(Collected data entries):

[Start of Attachment]

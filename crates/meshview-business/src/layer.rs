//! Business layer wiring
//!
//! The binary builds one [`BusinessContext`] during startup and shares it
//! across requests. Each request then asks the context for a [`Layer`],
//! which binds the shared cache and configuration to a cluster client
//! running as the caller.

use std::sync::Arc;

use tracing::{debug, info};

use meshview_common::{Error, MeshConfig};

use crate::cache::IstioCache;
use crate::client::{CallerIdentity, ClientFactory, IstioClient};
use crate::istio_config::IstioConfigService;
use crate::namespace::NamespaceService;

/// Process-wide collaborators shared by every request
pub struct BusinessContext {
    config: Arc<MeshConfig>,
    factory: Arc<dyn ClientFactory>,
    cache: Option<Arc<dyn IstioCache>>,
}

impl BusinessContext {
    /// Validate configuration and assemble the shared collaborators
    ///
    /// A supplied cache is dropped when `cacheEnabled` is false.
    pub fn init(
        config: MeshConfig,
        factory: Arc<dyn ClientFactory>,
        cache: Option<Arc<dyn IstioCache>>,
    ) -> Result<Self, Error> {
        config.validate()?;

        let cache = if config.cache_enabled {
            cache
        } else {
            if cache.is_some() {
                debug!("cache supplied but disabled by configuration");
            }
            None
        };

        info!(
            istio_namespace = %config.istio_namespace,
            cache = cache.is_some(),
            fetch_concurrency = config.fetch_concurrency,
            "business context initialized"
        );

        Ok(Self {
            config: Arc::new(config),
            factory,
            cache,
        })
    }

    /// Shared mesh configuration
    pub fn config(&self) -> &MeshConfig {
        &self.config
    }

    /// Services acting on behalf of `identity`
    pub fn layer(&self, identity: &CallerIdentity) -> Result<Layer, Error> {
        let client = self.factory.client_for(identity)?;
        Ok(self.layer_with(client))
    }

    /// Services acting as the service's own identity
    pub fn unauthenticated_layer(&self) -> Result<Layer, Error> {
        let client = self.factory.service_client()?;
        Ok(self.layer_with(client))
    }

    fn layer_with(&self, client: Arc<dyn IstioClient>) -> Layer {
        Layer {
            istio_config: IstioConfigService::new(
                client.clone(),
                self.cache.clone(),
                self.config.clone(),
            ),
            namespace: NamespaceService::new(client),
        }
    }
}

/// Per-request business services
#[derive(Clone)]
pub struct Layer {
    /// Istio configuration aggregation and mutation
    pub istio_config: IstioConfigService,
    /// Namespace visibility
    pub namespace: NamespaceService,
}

[End of Attachment]
[Start of Attachment]

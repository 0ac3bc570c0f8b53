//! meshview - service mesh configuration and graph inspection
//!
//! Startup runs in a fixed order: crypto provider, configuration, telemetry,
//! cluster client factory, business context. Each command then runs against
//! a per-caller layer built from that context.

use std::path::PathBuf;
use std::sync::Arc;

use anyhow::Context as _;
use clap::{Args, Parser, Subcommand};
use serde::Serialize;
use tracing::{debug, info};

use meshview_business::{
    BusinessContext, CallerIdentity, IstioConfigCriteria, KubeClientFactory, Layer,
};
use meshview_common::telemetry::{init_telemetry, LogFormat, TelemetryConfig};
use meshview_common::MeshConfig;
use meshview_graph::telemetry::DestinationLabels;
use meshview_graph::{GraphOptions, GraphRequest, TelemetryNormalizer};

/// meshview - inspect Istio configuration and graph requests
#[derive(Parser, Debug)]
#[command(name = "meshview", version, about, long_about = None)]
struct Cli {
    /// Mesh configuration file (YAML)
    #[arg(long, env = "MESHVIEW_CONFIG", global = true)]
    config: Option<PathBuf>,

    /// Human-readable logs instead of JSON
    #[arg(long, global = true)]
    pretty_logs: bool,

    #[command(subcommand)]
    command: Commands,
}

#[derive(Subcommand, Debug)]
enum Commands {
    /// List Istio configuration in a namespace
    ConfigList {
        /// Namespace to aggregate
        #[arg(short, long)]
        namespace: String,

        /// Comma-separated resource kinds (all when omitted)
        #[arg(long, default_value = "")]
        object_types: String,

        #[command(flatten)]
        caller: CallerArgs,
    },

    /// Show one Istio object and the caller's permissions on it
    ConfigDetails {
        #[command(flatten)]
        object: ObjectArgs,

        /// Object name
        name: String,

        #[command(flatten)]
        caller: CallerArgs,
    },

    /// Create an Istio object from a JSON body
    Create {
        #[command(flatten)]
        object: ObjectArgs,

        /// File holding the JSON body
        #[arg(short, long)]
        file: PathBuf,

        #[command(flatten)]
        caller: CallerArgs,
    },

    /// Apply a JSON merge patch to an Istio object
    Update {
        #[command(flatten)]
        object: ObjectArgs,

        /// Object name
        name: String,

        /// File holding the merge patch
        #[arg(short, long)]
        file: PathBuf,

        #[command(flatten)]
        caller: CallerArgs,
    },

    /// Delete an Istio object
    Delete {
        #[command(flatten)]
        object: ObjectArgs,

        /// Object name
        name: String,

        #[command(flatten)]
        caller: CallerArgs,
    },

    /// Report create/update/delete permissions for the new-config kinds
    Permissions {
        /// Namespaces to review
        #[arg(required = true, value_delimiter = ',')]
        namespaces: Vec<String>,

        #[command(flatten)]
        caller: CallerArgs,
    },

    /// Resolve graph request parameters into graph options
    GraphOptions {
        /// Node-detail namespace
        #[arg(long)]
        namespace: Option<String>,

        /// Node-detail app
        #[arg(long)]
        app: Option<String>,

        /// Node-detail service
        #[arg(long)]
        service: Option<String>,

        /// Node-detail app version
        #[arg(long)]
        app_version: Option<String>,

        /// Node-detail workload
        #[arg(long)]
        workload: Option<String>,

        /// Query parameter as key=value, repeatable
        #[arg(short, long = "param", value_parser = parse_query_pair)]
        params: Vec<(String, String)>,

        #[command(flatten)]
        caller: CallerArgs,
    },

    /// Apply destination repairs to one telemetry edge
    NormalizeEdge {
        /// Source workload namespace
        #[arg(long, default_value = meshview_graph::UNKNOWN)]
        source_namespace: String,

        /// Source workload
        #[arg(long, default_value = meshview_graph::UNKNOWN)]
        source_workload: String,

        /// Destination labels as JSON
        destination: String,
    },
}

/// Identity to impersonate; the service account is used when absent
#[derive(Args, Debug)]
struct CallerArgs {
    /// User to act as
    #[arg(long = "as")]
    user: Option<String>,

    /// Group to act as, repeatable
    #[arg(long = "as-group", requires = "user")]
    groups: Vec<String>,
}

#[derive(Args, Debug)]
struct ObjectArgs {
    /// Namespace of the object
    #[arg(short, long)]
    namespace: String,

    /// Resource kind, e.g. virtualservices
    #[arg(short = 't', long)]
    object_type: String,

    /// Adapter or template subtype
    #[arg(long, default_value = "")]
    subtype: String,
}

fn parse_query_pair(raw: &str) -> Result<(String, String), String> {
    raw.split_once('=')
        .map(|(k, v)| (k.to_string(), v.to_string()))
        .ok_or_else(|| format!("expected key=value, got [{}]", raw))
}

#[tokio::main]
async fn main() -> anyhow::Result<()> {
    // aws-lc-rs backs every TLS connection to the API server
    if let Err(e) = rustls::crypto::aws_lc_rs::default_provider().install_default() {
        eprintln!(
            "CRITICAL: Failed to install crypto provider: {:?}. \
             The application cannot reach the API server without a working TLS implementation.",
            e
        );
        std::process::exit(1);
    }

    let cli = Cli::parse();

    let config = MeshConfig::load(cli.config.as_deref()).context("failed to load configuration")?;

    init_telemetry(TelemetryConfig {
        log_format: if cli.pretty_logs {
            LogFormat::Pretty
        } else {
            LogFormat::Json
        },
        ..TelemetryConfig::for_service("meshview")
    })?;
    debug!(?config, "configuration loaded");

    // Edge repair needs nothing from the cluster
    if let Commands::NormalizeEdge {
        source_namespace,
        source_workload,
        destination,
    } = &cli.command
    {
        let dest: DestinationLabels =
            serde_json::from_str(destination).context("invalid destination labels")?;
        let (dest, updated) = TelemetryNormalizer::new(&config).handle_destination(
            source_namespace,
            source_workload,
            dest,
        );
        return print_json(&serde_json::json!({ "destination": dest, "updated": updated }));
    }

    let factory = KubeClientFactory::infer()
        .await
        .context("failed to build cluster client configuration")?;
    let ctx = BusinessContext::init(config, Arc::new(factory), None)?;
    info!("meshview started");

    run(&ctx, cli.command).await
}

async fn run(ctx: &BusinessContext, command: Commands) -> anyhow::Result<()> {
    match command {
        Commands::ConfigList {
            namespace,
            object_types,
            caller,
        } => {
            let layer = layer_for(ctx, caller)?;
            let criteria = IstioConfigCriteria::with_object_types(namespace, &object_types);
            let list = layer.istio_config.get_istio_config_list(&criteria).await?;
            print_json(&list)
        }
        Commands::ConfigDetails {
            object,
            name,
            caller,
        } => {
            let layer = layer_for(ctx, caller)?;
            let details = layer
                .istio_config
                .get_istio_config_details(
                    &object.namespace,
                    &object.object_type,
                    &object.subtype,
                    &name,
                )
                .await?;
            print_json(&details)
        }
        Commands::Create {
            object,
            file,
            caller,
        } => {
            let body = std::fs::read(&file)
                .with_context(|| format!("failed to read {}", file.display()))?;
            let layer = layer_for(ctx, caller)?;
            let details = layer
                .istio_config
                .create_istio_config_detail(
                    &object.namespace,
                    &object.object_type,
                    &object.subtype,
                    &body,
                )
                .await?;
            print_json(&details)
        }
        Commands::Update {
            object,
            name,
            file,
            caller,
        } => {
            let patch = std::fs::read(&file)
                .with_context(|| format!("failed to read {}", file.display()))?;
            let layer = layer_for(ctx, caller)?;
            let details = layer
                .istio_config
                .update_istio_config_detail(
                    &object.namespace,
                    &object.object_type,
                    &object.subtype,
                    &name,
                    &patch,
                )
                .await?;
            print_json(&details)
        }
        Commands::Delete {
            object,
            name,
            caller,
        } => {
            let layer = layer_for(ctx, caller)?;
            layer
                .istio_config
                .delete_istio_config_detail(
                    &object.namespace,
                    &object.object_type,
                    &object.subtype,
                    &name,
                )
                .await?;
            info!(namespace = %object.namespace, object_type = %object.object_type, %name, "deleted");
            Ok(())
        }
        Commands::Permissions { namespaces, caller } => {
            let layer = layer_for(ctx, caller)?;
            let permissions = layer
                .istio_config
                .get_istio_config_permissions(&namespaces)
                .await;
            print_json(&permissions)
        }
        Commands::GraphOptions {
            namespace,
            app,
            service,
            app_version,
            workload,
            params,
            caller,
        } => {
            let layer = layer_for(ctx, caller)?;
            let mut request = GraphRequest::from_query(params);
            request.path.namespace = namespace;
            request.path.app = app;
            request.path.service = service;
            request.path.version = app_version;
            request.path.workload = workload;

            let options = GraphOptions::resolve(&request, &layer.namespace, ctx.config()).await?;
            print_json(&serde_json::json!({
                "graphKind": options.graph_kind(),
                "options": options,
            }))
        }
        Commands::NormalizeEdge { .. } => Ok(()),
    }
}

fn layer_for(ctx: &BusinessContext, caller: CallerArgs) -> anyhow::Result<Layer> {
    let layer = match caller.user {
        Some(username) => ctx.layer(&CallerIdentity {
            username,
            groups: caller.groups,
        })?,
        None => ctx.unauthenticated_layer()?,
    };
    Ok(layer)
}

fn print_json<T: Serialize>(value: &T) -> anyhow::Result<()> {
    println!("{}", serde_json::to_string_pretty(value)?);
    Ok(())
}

[End of Attachment]

(Activity):
Using the records above, restate word for word the lines from the one with "filename crates/meshview-business/src/layer.rs" through the one with "use crate::cache::IstioCache;", both included.

(Exercise answer):
filename crates/meshview-business/src/layer.rs
//! Business layer wiring
//!
//! The binary builds one [`BusinessContext`] during startup and shares it
//! across requests. Each request then asks the context for a [`Layer`],
//! which binds the shared cache and configuration to a cluster client
//! running as the caller.

use std::sync::Arc;

use tracing::{debug, info};

use meshview_common::{Error, MeshConfig};

use crate::cache::IstioCache;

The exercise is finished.